# wiring prob 6000W generator



## okddavissr5754 (Oct 19, 2015)

Hi my name is Danny have a Briggs & Stratton PowerBack Industrial Plus 6000 Watt 11hp Generator generator model # GBFE6010 . I got cheap was neglected badly.started when I got it in the spring. finally got to it surprised it started. Wires hanging had to clean paint off numbers, carb was gummy on and on .My problem is down to the wiring and don't have diagram. sense most of wiring is hanging didn't see where they belong any help would be nice thx Danny. Forgot Briggs number 25627 1162-E1 9906023B


----------



## wml52 (Feb 21, 2014)

Hi Danny,

Are the Briggs numbers you listed off the engine or generator frame? Briggs generator model numbers are usually in a format like 098632-07


----------



## wml52 (Feb 21, 2014)

Hey Danny,

Did a little searching and found this schematic. Hope this helps?

Bill


----------



## okddavissr5754 (Oct 19, 2015)

wml52 said:


> Hey Danny,
> 
> Did a little searching and found this schematic. Hope this helps?
> 
> Bill


Thx Bill I think it's a GBFE6010-0 instead of the -01 I'll try to put all info up think I found one 

I put a different post up with all info motor and generator


----------



## okddavissr5754 (Oct 19, 2015)

*had wrong Briggs number 6000w gen wiring*

256427 1162-E1 well figured out wiring.now have governor prob in its normal position (not running) throttle is wide open instead of in idle position.

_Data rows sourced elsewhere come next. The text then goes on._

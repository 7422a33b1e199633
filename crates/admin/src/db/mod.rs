//! Database operations for admin `PostgreSQL`.
//!
//! # Database: `np_admin` (SEPARATE from storefront)
//!
//! ## Tables
//!
//! - `admin_users` - Admin authentication (separate from storefront users)
//! - `admin_sessions` - Admin session storage
//! - `admin_credentials` - Admin `WebAuthn` passkeys
//! - `chat_sessions` - Claude AI chat sessions
//! - `chat_messages` - Chat message history (JSONB content)
//! - `shopify_tokens` - Encrypted OAuth tokens (if needed)
//! - `settings` - Application settings (JSONB)
//!
//! # Migrations
//!
//! Migrations are stored in `crates/admin/migrations/` and run via:
//! ```bash
//! cargo run -p naked-pineapple-cli -- migrate admin
//! ```

pub mod admin_users;
pub mod chat;

use std::time::Duration;

use secrecy::ExposeSecret;
use sqlx::PgPool;
use sqlx::postgres::PgPoolOptions;
use thiserror::Error;

pub use admin_users::AdminUserRepository;
pub use chat::ChatRepository;

/// Errors that can occur during repository operations.
#[derive(Debug, Error)]
pub enum RepositoryError {
    /// Database error from sqlx.
    #[error("database error: {0}")]
    Database(#[from] sqlx::Error),

    /// Data in the database is corrupted or invalid.
    #[error("data corruption: {0}")]
    DataCorruption(String),

    /// Requested entity was not found.
    #[error("not found")]
    NotFound,

    /// Constraint violation (e.g., unique email).
    #[error("constraint violation: {0}")]
    Conflict(String),
}

/// Create a `PostgreSQL` connection pool with sensible defaults.
///
/// # Arguments
///
/// * `database_url` - `PostgreSQL` connection string (wrapped in `SecretString`)
///
/// # Errors
///
/// Returns `sqlx::Error` if the connection cannot be established.
pub async fn create_pool(database_url: &secrecy::SecretString) -> Result<PgPool, sqlx::Error> {
    PgPoolOptions::new()
        .max_connections(10)
        .min_connections(2)
        .acquire_timeout(Duration::from_secs(10))
        .connect(database_url.expose_secret())
        .await
}
impl<'a> ManufacturingRepository<'a> {
    /// Create a new manufacturing repository.
    #[must_use]
    pub const fn new(pool: &'a PgPool) -> Self {
        Self { pool }
    }

    // =========================================================================
    // Batch CRUD
    // =========================================================================

    /// Create a new manufacturing batch.
    ///
    /// # Errors
    ///
    /// Returns `RepositoryError::Conflict` if a batch with the same number
    /// already exists for this product.
    /// Returns `RepositoryError::Database` for other database errors.
    pub async fn create_batch(
        &self,
        input: &CreateBatchInput,
    ) -> Result<ManufacturingBatch, RepositoryError> {
        let row = sqlx::query_as!(
            ManufacturingBatchRow,
            r#"
            INSERT INTO admin.manufacturing_batch (
                batch_number, shopify_product_id, shopify_variant_id,
                quantity, manufacture_date,
                raw_cost_per_item, label_cost_per_item, outer_carton_cost_per_item,
                currency_code, notes
            )
            VALUES ($1, $2, $3, $4, $5, $6, $7, $8, $9, $10)
            RETURNING
                id, batch_number, shopify_product_id, shopify_variant_id,
                quantity,
                manufacture_date as "manufacture_date: NaiveDate",
                raw_cost_per_item, label_cost_per_item, outer_carton_cost_per_item,
                cost_per_unit as "cost_per_unit!: Decimal",
                total_batch_cost as "total_batch_cost!: Decimal",
                currency_code, notes,
                created_at as "created_at: DateTime<Utc>",
                updated_at as "updated_at: DateTime<Utc>"
            "#,
            input.batch_number,
            input.shopify_product_id,
            input.shopify_variant_id,
            input.quantity,
            to_time_date(input.manufacture_date),
            input.raw_cost_per_item,
            input.label_cost_per_item,
            input.outer_carton_cost_per_item,
            input.currency_code,
            input.notes
        )
        .fetch_one(self.pool)
        .await
        .map_err(|e| {
            if let sqlx::Error::Database(ref db_err) = e
                && db_err.constraint() == Some("idx_manufacturing_batch_number_product")
            {
                return RepositoryError::Conflict(
                    "Batch number already exists for this product".to_string(),
                );
            }
            RepositoryError::Database(e)
        })?;

        Ok(row.into())
    }

    /// Get a manufacturing batch by ID.
    ///
    /// # Errors
    ///
    /// Returns `RepositoryError::Database` if the query fails.
    pub async fn get_batch(
        &self,
        id: ManufacturingBatchId,
    ) -> Result<Option<ManufacturingBatch>, RepositoryError> {
        let row = sqlx::query_as!(
            ManufacturingBatchRow,
            r#"
            SELECT
                id, batch_number, shopify_product_id, shopify_variant_id,
                quantity,
                manufacture_date as "manufacture_date: NaiveDate",
                raw_cost_per_item, label_cost_per_item, outer_carton_cost_per_item,
                cost_per_unit as "cost_per_unit!: Decimal",
                total_batch_cost as "total_batch_cost!: Decimal",
                currency_code, notes,
                created_at as "created_at: DateTime<Utc>",
                updated_at as "updated_at: DateTime<Utc>"
            FROM admin.manufacturing_batch
            WHERE id = $1
            "#,
            id.as_i32()
        )
        .fetch_optional(self.pool)
        .await?;

        Ok(row.map(Into::into))
    }

    /// List manufacturing batches with optional filtering.
    ///
    /// # Errors
    ///
    /// Returns `RepositoryError::Database` if the query fails.
    pub async fn list_batches(
        &self,
        filter: &BatchFilter,
    ) -> Result<Vec<ManufacturingBatch>, RepositoryError> {
        let limit = filter.limit.unwrap_or(100);
        let offset = filter.offset.unwrap_or(0);

        let rows = sqlx::query_as!(
            ManufacturingBatchRow,
            r#"
            SELECT
                id, batch_number, shopify_product_id, shopify_variant_id,
                quantity,
                manufacture_date as "manufacture_date: NaiveDate",
                raw_cost_per_item, label_cost_per_item, outer_carton_cost_per_item,
                cost_per_unit as "cost_per_unit!: Decimal",
                total_batch_cost as "total_batch_cost!: Decimal",
                currency_code, notes,
                created_at as "created_at: DateTime<Utc>",
                updated_at as "updated_at: DateTime<Utc>"
            FROM admin.manufacturing_batch
            WHERE
                ($1::text IS NULL OR shopify_product_id = $1)
                AND ($2::date IS NULL OR manufacture_date >= $2)
                AND ($3::date IS NULL OR manufacture_date <= $3)
                AND ($4::text IS NULL OR batch_number ILIKE '%' || $4 || '%')
            ORDER BY manufacture_date DESC, created_at DESC
            LIMIT $5 OFFSET $6
            "#,
            filter.shopify_product_id,
            filter.start_date.map(to_time_date),
            filter.end_date.map(to_time_date),
            filter.batch_number,
            limit,
            offset
        )
        .fetch_all(self.pool)
        .await?;

        Ok(rows.into_iter().map(Into::into).collect())
    }

    /// Update a manufacturing batch.
    ///
    /// # Errors
    ///
    /// Returns `RepositoryError::NotFound` if the batch doesn't exist.
    /// Returns `RepositoryError::Database` for other database errors.
    pub async fn update_batch(
        &self,
        id: ManufacturingBatchId,
        input: &UpdateBatchInput,
    ) -> Result<ManufacturingBatch, RepositoryError> {
        let row = sqlx::query_as!(
            ManufacturingBatchRow,
            r#"
            UPDATE admin.manufacturing_batch
            SET
                batch_number = COALESCE($2, batch_number),
                quantity = COALESCE($3, quantity),
                manufacture_date = COALESCE($4, manufacture_date),
                raw_cost_per_item = COALESCE($5, raw_cost_per_item),
                label_cost_per_item = COALESCE($6, label_cost_per_item),
                outer_carton_cost_per_item = COALESCE($7, outer_carton_cost_per_item),
                currency_code = COALESCE($8, currency_code),
                notes = COALESCE($9, notes)
            WHERE id = $1
            RETURNING
                id, batch_number, shopify_product_id, shopify_variant_id,
                quantity,
                manufacture_date as "manufacture_date: NaiveDate",
                raw_cost_per_item, label_cost_per_item, outer_carton_cost_per_item,
                cost_per_unit as "cost_per_unit!: Decimal",
                total_batch_cost as "total_batch_cost!: Decimal",
                currency_code, notes,
                created_at as "created_at: DateTime<Utc>",
                updated_at as "updated_at: DateTime<Utc>"
            "#,
            id.as_i32(),
            input.batch_number,
            input.quantity,
            input.manufacture_date.map(to_time_date),
            input.raw_cost_per_item,
            input.label_cost_per_item,
            input.outer_carton_cost_per_item,
            input.currency_code,
            input.notes
        )
        .fetch_optional(self.pool)
        .await?
        .ok_or(RepositoryError::NotFound)?;

        Ok(row.into())
    }

    /// Delete a manufacturing batch.
    ///
    /// Note: This will fail if there are inventory lots referencing this batch
    /// (due to RESTRICT foreign key).
    ///
    /// # Returns
    ///
    /// Returns `true` if the batch was deleted, `false` if it didn't exist.
    ///
    /// # Errors
    ///
    /// Returns `RepositoryError::Database` if the query fails.
    pub async fn delete_batch(&self, id: ManufacturingBatchId) -> Result<bool, RepositoryError> {
        let result = sqlx::query!(
            r#"
            DELETE FROM admin.manufacturing_batch
            WHERE id = $1
            "#,
            id.as_i32()
        )
        .execute(self.pool)
        .await?;

        Ok(result.rows_affected() > 0)
    }

    /// Count total batches matching filter.
    ///
    /// # Errors
    ///
    /// Returns `RepositoryError::Database` if the query fails.
    pub async fn count_batches(&self, filter: &BatchFilter) -> Result<i64, RepositoryError> {
        let count = sqlx::query_scalar!(
            r#"
            SELECT COUNT(*) as "count!"
            FROM admin.manufacturing_batch
            WHERE
                ($1::text IS NULL OR shopify_product_id = $1)
                AND ($2::date IS NULL OR manufacture_date >= $2)
                AND ($3::date IS NULL OR manufacture_date <= $3)
                AND ($4::text IS NULL OR batch_number ILIKE '%' || $4 || '%')
            "#,
            filter.shopify_product_id,
            filter.start_date.map(to_time_date),
            filter.end_date.map(to_time_date),
            filter.batch_number
        )
        .fetch_one(self.pool)
        .await?;

        Ok(count)
    }

    /// Get total units received as lots for a batch.
    ///
    /// # Errors
    ///
    /// Returns `RepositoryError::Database` if the query fails.
    pub async fn get_lots_received(
        &self,
        batch_id: ManufacturingBatchId,
    ) -> Result<i64, RepositoryError> {
        let count = sqlx::query_scalar!(
            r#"
            SELECT COALESCE(SUM(quantity), 0) as "count!"
            FROM admin.inventory_lot
            WHERE batch_id = $1
            "#,
            batch_id.as_i32()
        )
        .fetch_one(self.pool)
        .await?;

        Ok(count)
    }

    // =========================================================================
    // Metadata CRUD
    // =========================================================================

    /// Set a metadata key-value pair for a batch (upsert).
    ///
    /// # Errors
    ///
    /// Returns `RepositoryError::Database` if the query fails.
    pub async fn set_metadata(
        &self,
        batch_id: ManufacturingBatchId,
        key: &str,
        value: &serde_json::Value,
    ) -> Result<BatchMetadata, RepositoryError> {
        let row = sqlx::query_as!(
            BatchMetadataRow,
            r#"
            INSERT INTO admin.batch_metadata (batch_id, key, value)
            VALUES ($1, $2, $3)
            ON CONFLICT (batch_id, key) DO UPDATE
            SET value = EXCLUDED.value
            RETURNING
                id, batch_id, key, value,
                created_at as "created_at: DateTime<Utc>"
            "#,
            batch_id.as_i32(),
            key,
            value
        )
        .fetch_one(self.pool)
        .await?;

        Ok(row.into())
    }

    /// Get all metadata for a batch.
    ///
    /// # Errors
    ///
    /// Returns `RepositoryError::Database` if the query fails.
    pub async fn get_metadata(
        &self,
        batch_id: ManufacturingBatchId,
    ) -> Result<Vec<BatchMetadata>, RepositoryError> {
        let rows = sqlx::query_as!(
            BatchMetadataRow,
            r#"
            SELECT
                id, batch_id, key, value,
                created_at as "created_at: DateTime<Utc>"
            FROM admin.batch_metadata
            WHERE batch_id = $1
            ORDER BY key
            "#,
            batch_id.as_i32()
        )
        .fetch_all(self.pool)
        .await?;

        Ok(rows.into_iter().map(Into::into).collect())
    }

    /// Delete a metadata key from a batch.
    ///
    /// # Returns
    ///
    /// Returns `true` if the metadata was deleted, `false` if it didn't exist.
    ///
    /// # Errors
    ///
    /// Returns `RepositoryError::Database` if the query fails.
    pub async fn delete_metadata(
        &self,
        batch_id: ManufacturingBatchId,
        key: &str,
    ) -> Result<bool, RepositoryError> {
        let result = sqlx::query!(
            r#"
            DELETE FROM admin.batch_metadata
            WHERE batch_id = $1 AND key = $2
            "#,
            batch_id.as_i32(),
            key
        )
        .execute(self.pool)
        .await?;

        Ok(result.rows_affected() > 0)
    }
}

Doesn't seem right maybe why it wont start can't adjust idle mixture screw has a limiter not sure how to adjust . The equipment I have is older without limiter. Anyway got dark on me I'll attack it again tomorrow. Any advice would be appreciated oo generator number gbfe6010 -0 don't know what the difference is between -0 and -1 can't download PDF files on my phone and its only online service I have


----------



## okddavissr5754 (Oct 19, 2015)

wml52 said:


> Hi Danny,
> 
> Are the Briggs numbers you listed off the engine or generator frame? Briggs generator model numbers are usually in a format like 098632-07


It's the numbers off engine have everything stamped on engine and generator in note's if it will hlp


----------